==== Information

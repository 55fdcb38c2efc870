//! Records of the sprint planning domain.
//!
//! Milestones and issues are persisted as one JSON document each; stories are
//! the ephemeral input requests that become issues. Field names match the
//! on-disk JSON exactly.

use std::collections::BTreeMap;

use chrono::{Days, NaiveDate, NaiveDateTime};
use serde::{Deserialize, Serialize};
use serde_json::Value;

use crate::{IssueNumber, MilestoneNumber, RepositoryId, StoryRejection};

/// Fallback text for an issue without an assignee.
pub const UNASSIGNED: &str = "Unassigned";

/// Number of days each sprint adds to the due date.
pub const SPRINT_LENGTH_DAYS: u64 = 7;

// ---------------------------------------------------------------------------
// Milestones
// ---------------------------------------------------------------------------

/// A named sprint record with a due date, scoped to one repository.
#[derive(Debug, Clone, PartialEq, Eq, Serialize, Deserialize)]
pub struct Milestone {
    /// 1-based position of the sprint in the run's sprint list.
    pub number: MilestoneNumber,

    /// Human-readable sprint name, e.g. `"Sprint 1"`.
    pub title: String,

    /// Free text description.
    pub description: String,

    /// Sprint end date, serialised as `YYYY-MM-DD`.
    pub due_on: NaiveDate,

    /// Owning repository.
    pub repository: RepositoryId,
}

impl Milestone {
    /// Builds the milestone for the `number`-th sprint of a run starting on
    /// `start_date`.
    ///
    /// Returns `None` if the due date falls outside the representable range.
    pub fn for_sprint(
        repository: &RepositoryId,
        number: MilestoneNumber,
        title: &str,
        start_date: NaiveDate,
    ) -> Option<Self> {
        Some(Self {
            number,
            title: title.to_string(),
            description: format!("Sprint {number} tasks"),
            due_on: due_date(start_date, number)?,
            repository: repository.clone(),
        })
    }
}

/// Due date of sprint `number`: `start_date + 7 * number` days.
pub fn due_date(start_date: NaiveDate, number: MilestoneNumber) -> Option<NaiveDate> {
    let days = SPRINT_LENGTH_DAYS.checked_mul(number.as_u64())?;
    start_date.checked_add_days(Days::new(days))
}

/// Milestones created by one run, keyed and ordered by number.
pub type MilestonePlan = BTreeMap<MilestoneNumber, Milestone>;

// ---------------------------------------------------------------------------
// Issues
// ---------------------------------------------------------------------------

/// A unit of work attached to a milestone.
#[derive(Debug, Clone, PartialEq, Eq, Serialize, Deserialize)]
pub struct Issue {
    /// Best-effort identifier derived from the creation time.
    pub number: IssueNumber,

    /// Issue title.
    pub title: String,

    /// Issue description.
    #[serde(default)]
    pub body: String,

    /// Copy of the milestone as it was when the issue was created.
    ///
    /// Always written by the store; optional on read so that hand-edited
    /// documents still load.
    #[serde(default)]
    pub milestone: Option<Milestone>,

    /// Login of the assigned user, if any.
    #[serde(default)]
    pub assignee: Option<String>,

    /// Ordered labels; may be empty.
    #[serde(default)]
    pub labels: Vec<String>,

    /// Owning repository.
    pub repository: RepositoryId,

    /// Local creation time, serialised as `YYYY-MM-DD HH:MM:SS`.
    #[serde(with = "created_at_format")]
    pub created_at: NaiveDateTime,
}

impl Issue {
    /// The assignee, or [`UNASSIGNED`] when missing or empty.
    pub fn assignee_or_unassigned(&self) -> &str {
        match self.assignee.as_deref() {
            Some(a) if !a.is_empty() => a,
            _ => UNASSIGNED,
        }
    }

    /// Number of the embedded milestone, if any.
    pub fn milestone_number(&self) -> Option<MilestoneNumber> {
        self.milestone.as_ref().map(|m| m.number)
    }
}

/// Everything the issue store needs to create an issue.
#[derive(Debug, Clone)]
pub struct NewIssue<'a> {
    pub repository: &'a RepositoryId,
    pub title: &'a str,
    pub description: &'a str,
    pub milestone: &'a Milestone,
    pub assignee: Option<&'a str>,
    pub labels: &'a [String],
}

mod created_at_format {
    use chrono::NaiveDateTime;
    use serde::{Deserialize, Deserializer, Serializer};

    const FORMAT: &str = "%Y-%m-%d %H:%M:%S";

    pub fn serialize<S: Serializer>(value: &NaiveDateTime, s: S) -> Result<S::Ok, S::Error> {
        s.serialize_str(&value.format(FORMAT).to_string())
    }

    pub fn deserialize<'de, D: Deserializer<'de>>(d: D) -> Result<NaiveDateTime, D::Error> {
        let raw = String::deserialize(d)?;
        NaiveDateTime::parse_from_str(&raw, FORMAT).map_err(serde::de::Error::custom)
    }
}

// ---------------------------------------------------------------------------
// Stories
// ---------------------------------------------------------------------------

/// An unvalidated request describing a desired issue.
///
/// Every field is optional at parse time and parsing never fails on a single
/// field: a value of the wrong JSON type is dropped and its name recorded in
/// [`Story::invalid_fields`]. [`Story::validate`] decides whether the story
/// can become an issue.
#[derive(Debug, Clone, Default, PartialEq, Eq, Serialize, Deserialize)]
#[serde(from = "RawStory")]
pub struct Story {
    pub title: Option<String>,
    pub description: Option<String>,
    pub assignee: Option<String>,
    pub labels: Option<Vec<String>>,
    /// 1-based index into the run's milestone list.
    pub sprint: Option<i64>,
    /// Fields present in the input whose value had an unusable JSON type.
    #[serde(skip)]
    pub invalid_fields: Vec<&'static str>,
}

impl Story {
    /// Checks the story against the milestones created in this run.
    ///
    /// A wrongly typed field rejects the story. An empty title counts as
    /// missing. An empty assignee is treated as no assignee.
    pub fn validate<'a>(
        &'a self,
        plan: &'a MilestonePlan,
    ) -> Result<PlannedStory<'a>, StoryRejection> {
        if let Some(&field) = self.invalid_fields.first() {
            return Err(StoryRejection::InvalidField { field });
        }
        let title = match self.title.as_deref() {
            Some(t) if !t.is_empty() => t,
            _ => return Err(StoryRejection::MissingTitle),
        };
        let sprint = self.sprint.ok_or(StoryRejection::MissingSprint)?;
        let milestone = u64::try_from(sprint)
            .ok()
            .and_then(|n| plan.get(&MilestoneNumber::new(n)))
            .ok_or(StoryRejection::UnknownSprint { sprint })?;

        Ok(PlannedStory {
            title,
            description: self.description.as_deref().unwrap_or_default(),
            assignee: self.assignee.as_deref().filter(|a| !a.is_empty()),
            labels: self.labels.as_deref().unwrap_or_default(),
            milestone,
        })
    }
}

/// Wire shape of a story: any JSON value per field, `null` meaning absent.
#[derive(Deserialize)]
struct RawStory {
    #[serde(default)]
    title: Option<Value>,
    #[serde(default)]
    description: Option<Value>,
    #[serde(default)]
    assignee: Option<Value>,
    #[serde(default)]
    labels: Option<Value>,
    #[serde(default)]
    sprint: Option<Value>,
}

impl From<RawStory> for Story {
    fn from(raw: RawStory) -> Self {
        let mut invalid_fields = Vec::new();
        let title = lenient("title", raw.title, string_value, &mut invalid_fields);
        let description = lenient(
            "description",
            raw.description,
            string_value,
            &mut invalid_fields,
        );
        let assignee = lenient("assignee", raw.assignee, string_value, &mut invalid_fields);
        let labels = lenient(
            "labels",
            raw.labels,
            |v| serde_json::from_value(v).ok(),
            &mut invalid_fields,
        );
        let sprint = lenient("sprint", raw.sprint, sprint_value, &mut invalid_fields);
        Self {
            title,
            description,
            assignee,
            labels,
            sprint,
            invalid_fields,
        }
    }
}

/// Converts a present value, recording `name` when the conversion fails.
fn lenient<T>(
    name: &'static str,
    value: Option<Value>,
    convert: impl FnOnce(Value) -> Option<T>,
    invalid_fields: &mut Vec<&'static str>,
) -> Option<T> {
    let converted = convert(value?);
    if converted.is_none() {
        invalid_fields.push(name);
    }
    converted
}

fn string_value(value: Value) -> Option<String> {
    match value {
        Value::String(s) => Some(s),
        _ => None,
    }
}

/// Integers, and floats with no fractional part (`1.0` names sprint 1).
fn sprint_value(value: Value) -> Option<i64> {
    let Value::Number(n) = value else {
        return None;
    };
    n.as_i64().or_else(|| {
        n.as_f64()
            .filter(|f| f.fract() == 0.0 && (i64::MIN as f64..i64::MAX as f64).contains(f))
            .map(|f| f as i64)
    })
}

/// A story that passed validation, borrowing from the story and the plan.
#[derive(Debug, Clone, PartialEq, Eq)]
pub struct PlannedStory<'a> {
    pub title: &'a str,
    pub description: &'a str,
    pub assignee: Option<&'a str>,
    pub labels: &'a [String],
    pub milestone: &'a Milestone,
}

impl<'a> PlannedStory<'a> {
    /// The issue request for this story.
    pub fn to_new_issue(&self, repository: &'a RepositoryId) -> NewIssue<'a> {
        NewIssue {
            repository,
            title: self.title,
            description: self.description,
            milestone: self.milestone,
            assignee: self.assignee,
            labels: self.labels,
        }
    }
}

// ---------------------------------------------------------------------------
// Run-level index documents
// ---------------------------------------------------------------------------

/// One row of the planning summary.
///
/// Serialised as a JSON array `[number, title, assignee, "Sprint {n}"]`.
#[derive(Debug, Clone, PartialEq, Eq, Serialize, Deserialize)]
#[serde(
    into = "(IssueNumber, String, String, String)",
    from = "(IssueNumber, String, String, String)"
)]
pub struct SummaryRow {
    pub number: IssueNumber,
    pub title: String,
    pub assignee: String,
    pub sprint: String,
}

impl SummaryRow {
    /// Summarises a freshly created issue for the sprint it was planned into.
    pub fn for_issue(issue: &Issue, sprint: MilestoneNumber) -> Self {
        Self {
            number: issue.number,
            title: issue.title.clone(),
            assignee: issue.assignee_or_unassigned().to_string(),
            sprint: format!("Sprint {sprint}"),
        }
    }
}

impl From<SummaryRow> for (IssueNumber, String, String, String) {
    fn from(row: SummaryRow) -> Self {
        (row.number, row.title, row.assignee, row.sprint)
    }
}

impl From<(IssueNumber, String, String, String)> for SummaryRow {
    fn from((number, title, assignee, sprint): (IssueNumber, String, String, String)) -> Self {
        Self {
            number,
            title,
            assignee,
            sprint,
        }
    }
}

/// `milestone_index.json`: every milestone created by the latest run.
#[derive(Debug, Clone, PartialEq, Eq, Serialize, Deserialize)]
pub struct MilestoneIndex {
    pub repository: RepositoryId,
    pub milestones: MilestonePlan,
}

/// `issue_index.json`: summary rows of the issues created by the latest run.
#[derive(Debug, Clone, PartialEq, Eq, Serialize, Deserialize)]
pub struct IssueIndex {
    pub repository: RepositoryId,
    pub issues: Vec<SummaryRow>,
}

========

**Work task**
For the string "this", find every line of the material that contains it, and copy each one.

**Expected answer**
    /// Checks the story against the milestones created in this run.
    /// The issue request for this story.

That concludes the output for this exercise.